Drei und Zehn

Eben hatte ich die Idee, dass … nein, anders. Oft überfliege ich Nachrichten nur, lese die Überschriften und die Kurzzusammenfassungen, halte das aber auch gar nicht für Bildung oder gute Information und bin dann oft erschrocken, dass es meistens reicht, um bei Gesprächen zumindest ein paar Wortmeldungen zu landen. Zum Beispiel interessiere ich mich null für Fußball. Schon als Opa damals das grüne Fernsehbild verfolgte, auf dem man den Ball suchen musste, blieb ich höchstens dabei, weil ich Zeit vor dem Zubettgehen schinden wollte. Wirklich, ich bin super informiert, wer gegen wen spielt, wie zahlreiche Spiele ausgehen, wo es Überraschungen gegeben hat, wer absteigt und welche Wechsel anstehen. (Nur wie viel jemand durch Fußballspielen verdient, will mir nicht im Kopf bleiben.) Und dabei lese ich wirklich nicht mehr, als die Zeit-/Spiegel-Startseiteninfos.
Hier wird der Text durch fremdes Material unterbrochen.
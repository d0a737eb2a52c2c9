//! System-wide constants for the OpenMart marketplace registry.

/// Basis-point denominator for the fee split (100% = 10_000 bps).
pub const BPS_DENOMINATOR: u16 = 10_000;

/// Default platform fee in basis points (10%).
pub const DEFAULT_PLATFORM_FEE_BPS: u16 = 1_000;

/// Version string.
pub const VERSION: &str = env!("CARGO_PKG_VERSION");

/// Engine name.
pub const ENGINE_NAME: &str = "OpenMart";
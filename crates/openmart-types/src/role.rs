//! The two flat roles recognized by the access gate.

use serde::{Deserialize, Serialize};

/// Platform-level credential kind.
///
/// OpenMart deliberately has no richer authorization substrate: the *owner*
/// holds platform authority (fee recipient, service rotation) and the
/// *service* is the sole creator of collections.
#[derive(Debug, Clone, Copy, PartialEq, Eq, Hash, Serialize, Deserialize)]
pub enum Role {
    /// Contract owner: receives the platform fee, may rotate the service.
    Owner,
    /// Designated service: the only caller allowed to create collections.
    Service,
}

impl std::fmt::Display for Role {
    fn fmt(&self, f: &mut std::fmt::Formatter<'_>) -> std::fmt::Result {
        match self {
            Self::Owner => write!(f, "OWNER"),
            Self::Service => write!(f, "SERVICE"),
        }
    }
}
// =============================================================================
// Fee split exactness at tiny totals: the truncated unit goes to the platform
// =============================================================================
#[test]
fn e2e_fee_split_exact_at_tiny_totals() {
    let mut h = MarketHarness::new();
    let collection = h
        .market
        .create_collection(
            h.service,
            CollectionParams {
                name: "penny".to_string(),
                metadata_uri: String::new(),
                token_ids: vec![1],
                initial_amounts: vec![10],
                prices: vec![1],
                payout: h.seller,
            },
        )
        .unwrap();
    let buyer = h.fund_buyer(1);

    // Total cost 1: seller share truncates to 0, platform takes the unit.
    h.buy(buyer, collection, 1, 1, 1).unwrap();
    assert_eq!(h.market.bank_balance(h.seller), 0);
    assert_eq!(h.market.bank_balance(h.owner), 1);
    h.market.verify_conservation().unwrap();
}

// =============================================================================
// Failure idempotence: a failed attempt leaves no residue for the retry
// =============================================================================
#[test]
fn e2e_failed_attempt_then_retry() {
    let mut h = MarketHarness::new();
    let collection = h.create_default_collection();
    let buyer = h.fund_buyer(50);

    assert!(h.buy(buyer, collection, 1, 10, 49).is_err());
    h.buy(buyer, collection, 1, 10, 50).unwrap();

    assert_eq!(h.market.token_balance(collection, buyer, 1), 10);
    assert_eq!(h.market.bank_balance(h.seller), 45);
    assert_eq!(h.market.bank_balance(h.owner), 5);
    h.market.verify_conservation().unwrap();
}

// =============================================================================
// Reentrancy: a hostile token hook re-enters purchase, then rejects —
// the whole call chain unwinds, no double payment, no double release
// =============================================================================
struct ReentrantBuyer {
    collection: CollectionId,
    reject_after: bool,
}

impl Receiver for ReentrantBuyer {
    fn on_tokens(
        &mut self,
        market: &mut Marketplace,
        receivers: &mut ReceiverSet,
        receipt: &TokenReceipt,
    ) -> Result<()> {
        // Registry state mid-settlement is indistinguishable from rest:
        // the pending purchase has not touched it.
        assert!(market.is_registered(self.collection));
        assert_eq!(market.price(self.collection, receipt.token_id), 5);
        // Internal bookkeeping is already final: the tokens are credited.
        assert!(market.token_balance(self.collection, receipt.to, receipt.token_id) >= receipt.amount);

        // Re-enter the settlement engine with the buyer's remaining funds.
        market.purchase(receivers, receipt.to, self.collection, receipt.token_id, 1, 5)?;

        if self.reject_after {
            Err(MartError::TransferRejected {
                reason: "hostile hook".to_string(),
            })
        } else {
            Ok(())
        }
    }
}

#[test]
fn e2e_reentrant_hook_cannot_double_spend() {
    let mut h = MarketHarness::new();
    let collection = h.create_default_collection();
    let buyer = h.fund_buyer(55);
    h.receivers.register(
        buyer,
        Box::new(ReentrantBuyer {
            collection,
            reject_after: true,
        }),
    );

    // The nested purchase commits mid-call, then the hook rejects the outer
    // transfer: everything — outer and nested — must unwind.
    let err = h.buy(buyer, collection, 1, 10, 50).unwrap_err();
    assert!(matches!(err, MartError::TransferRejected { .. }));

    assert_eq!(h.market.bank_balance(buyer), 55);
    assert_eq!(h.market.token_balance(collection, buyer, 1), 0);
    assert_eq!(
        h.market
            .token_balance(collection, h.market.holding_account(), 1),
        100
    );
    assert_eq!(h.market.bank_balance(h.seller), 0);
    assert_eq!(h.market.bank_balance(h.owner), 0);
    // No purchase event survived the rollback.
    assert!(
        !h.market
            .events()
            .iter()
            .any(|e| matches!(e, MarketEvent::TokenPurchased { .. }))
    );
    h.market.verify_conservation().unwrap();
}

#[test]
fn e2e_reentrant_hook_benign_composition_commits_both() {
    let mut h = MarketHarness::new();
    let collection = h.create_default_collection();
    let buyer = h.fund_buyer(55);
    h.receivers.register(
        buyer,
        Box::new(ReentrantBuyer {
            collection,
            reject_after: false,
        }),
    );

    h.buy(buyer, collection, 1, 10, 50).unwrap();

    // Outer purchase (10 @ 5) plus nested purchase (1 @ 5) both settled.
    assert_eq!(h.market.token_balance(collection, buyer, 1), 11);
    assert_eq!(h.market.bank_balance(buyer), 0);
    // Splits: 45 + 4 to the seller, 5 + 1 to the platform.
    assert_eq!(h.market.bank_balance(h.seller), 49);
    assert_eq!(h.market.bank_balance(h.owner), 6);
    assert_eq!(
        h.market
            .events()
            .iter()
            .filter(|e| matches!(e, MarketEvent::TokenPurchased { .. }))
            .count(),
        2
    );
    h.market.verify_conservation().unwrap();
}

// =============================================================================
// A seller whose payment hook rejects fails the purchase and unwinds it
// =============================================================================
struct RejectingPayee;

impl Receiver for RejectingPayee {
    fn on_payment(
        &mut self,
        _market: &mut Marketplace,
        _receivers: &mut ReceiverSet,
        _notice: &PaymentNotice,
    ) -> Result<()> {
        Err(MartError::TransferRejected {
            reason: "payee refuses".to_string(),
        })
    }
}

#[test]
fn e2e_payment_hook_rejection_rolls_back() {
    let mut h = MarketHarness::new();
    let collection = h.create_default_collection();
    let buyer = h.fund_buyer(50);
    h.receivers.register(h.seller, Box::new(RejectingPayee));

    let err = h.buy(buyer, collection, 1, 10, 50).unwrap_err();
    assert!(matches!(err, MartError::TransferRejected { .. }));

    assert_eq!(h.market.bank_balance(buyer), 50);
    assert_eq!(h.market.bank_balance(h.seller), 0);
    assert_eq!(h.market.token_balance(collection, buyer, 1), 0);
    h.market.verify_conservation().unwrap();
}

// =============================================================================
// A buyer whose receipt hook rejects the asset unwinds the value transfers
// =============================================================================
struct RejectingBuyer;

impl Receiver for RejectingBuyer {
    fn on_tokens(
        &mut self,
        _market: &mut Marketplace,
        _receivers: &mut ReceiverSet,
        _receipt: &TokenReceipt,
    ) -> Result<()> {
        Err(MartError::TransferRejected {
            reason: "asset refused".to_string(),
        })
    }
}

#[test]
fn e2e_token_hook_rejection_rolls_back_value_transfers() {
    let mut h = MarketHarness::new();
    let collection = h.create_default_collection();
    let buyer = h.fund_buyer(50);
    h.receivers.register(buyer, Box::new(RejectingBuyer));

    let err = h.buy(buyer, collection, 1, 10, 50).unwrap_err();
    assert!(matches!(err, MartError::TransferRejected { .. }));

    // The seller and platform credits were already sent — and unwound.
    assert_eq!(h.market.bank_balance(buyer), 50);
    assert_eq!(h.market.bank_balance(h.seller), 0);
    assert_eq!(h.market.bank_balance(h.owner), 0);
    assert_eq!(
        h.market
            .token_balance(collection, h.market.holding_account(), 1),
        100
    );
    h.market.verify_conservation().unwrap();
}

// =============================================================================
// Inbound receipt validation: unrecognized collections are rejected
// =============================================================================
#[test]
fn e2e_unrecognized_sender_rejected() {
    let mut h = MarketHarness::new();
    h.create_default_collection();
    let stranger = CollectionId::new();
    let holder = AccountId::new();

    let err = h
        .market
        .receive_tokens(holder, stranger, 1, 1)
        .unwrap_err();
    assert!(matches!(err, MartError::UnrecognizedSender(_)));

    let err = h
        .market
        .receive_token_batch(holder, stranger, &[(1, 1)])
        .unwrap_err();
    assert!(matches!(err, MartError::UnrecognizedSender(_)));
}

// =============================================================================
// Service rotation: the old credential is revoked with no grace period
// =============================================================================
#[test]
fn e2e_service_rotation_lifecycle() {
    let mut h = MarketHarness::new();
    h.create_default_collection();

    let new_service = AccountId::new();
    h.market
        .set_service_address(h.owner, new_service)
        .unwrap();

    let err = h
        .market
        .create_collection(
            h.service,
            CollectionParams {
                name: "late".to_string(),
                metadata_uri: String::new(),
                token_ids: vec![1],
                initial_amounts: vec![1],
                prices: vec![1],
                payout: h.seller,
            },
        )
        .unwrap_err();
    assert!(matches!(err, MartError::Unauthorized { .. }));

    let second = h
        .market
        .create_collection(
            new_service,
            CollectionParams {
                name: "second".to_string(),
                metadata_uri: String::new(),
                token_ids: vec![7],
                initial_amounts: vec![3],
                prices: vec![2],
                payout: h.seller,
            },
        )
        .unwrap();
    assert!(h.market.is_registered(second));
}

// =============================================================================
// Conservation: many purchases across buyers never create or destroy value
// =============================================================================
#[test]
fn e2e_conservation_across_many_purchases() {
    let mut h = MarketHarness::new();
    let collection = h.create_default_collection();

    let mut total_deposited = 0u128;
    for i in 1..=8u128 {
        let buyer = h.fund_buyer(5 * i);
        total_deposited += 5 * i;
        h.buy(buyer, collection, 1, i, 5 * i).unwrap();
        h.market.verify_conservation().unwrap();
    }

    // 1 + 2 + ... + 8 = 36 units sold.
    assert_eq!(
        h.market
            .token_balance(collection, h.market.holding_account(), 1),
        64
    );
    // Every deposited unit is either with the seller or the platform.
    assert_eq!(
        h.market.bank_balance(h.seller) + h.market.bank_balance(h.owner),
        total_deposited
    );
}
Aber dann dachte ich mir, ich nehme mir jetzt einfach mal die Zeit und lese bei Spiegel.de aus der dritten Kategorie den zehnten Artikel. Die Kategorie war Wirtschaft, was mich ähnlich wie Sport kaum hinterm Ofen hervorlockt, und der zehnte Artikel war die Kontoverse zwischen Puma und Adidas um das Design irgendeines Schuhs. Wirtschaft, Design und Sport, damit hatte ich einen persönlichen Anti-Volltreffer gelandet.

Der Artikel konnte nur ein erster Schritt sein, aber meine oberflächlichen Nachforschungen führen dazu, dass ich jetzt Adidas-Gegner bin, wenn ich konsequent wäre. Dass Puma und Adidas von rivalisierenden Brüdern gegründet worden sind, wusste ich (mal), dass sie nicht mehr in Familienbesitz sind, ahnte ich. Dass aber die Korruption im Sport unter anderem (oder laut einigen Aussagen hauptsächlich) auf Horst Dassler, Sohn des Adidas-Gründers, zurückgeht, dass Adidas in Deutschland illegale Wagenrennen eine Zeitlang unterstützte und mindestens eine Party in Hakenkreuz-Deko feierte, ganz zu schweigen von den armen Leuten, durch die sie (und ja, alle anderen) ihre Sachen produzieren lassen und die sie teils mit Essensgutscheinen abspeisen, war mir neu. Da lob ich mir doch fast, dass Puma in den letzten Jahren vor allem wegen seiner Trikots (schlechte Verarbeitung und eventuell unerlaubte Nutzung von Einteilern bei der Kameruner Fußballmannschaft) Kritik einstecken musste. Für die Einteiler haben sie sich wenigstens noch mit der FIFA angelegt. Einem Verein, über den ich im übrigen gar nicht mehr wissen will, als ich weiß. Denn durch den habe ich nun gar keinen Respekt mehr vor professionellem Fußball – und Opa müsste alleine schauen.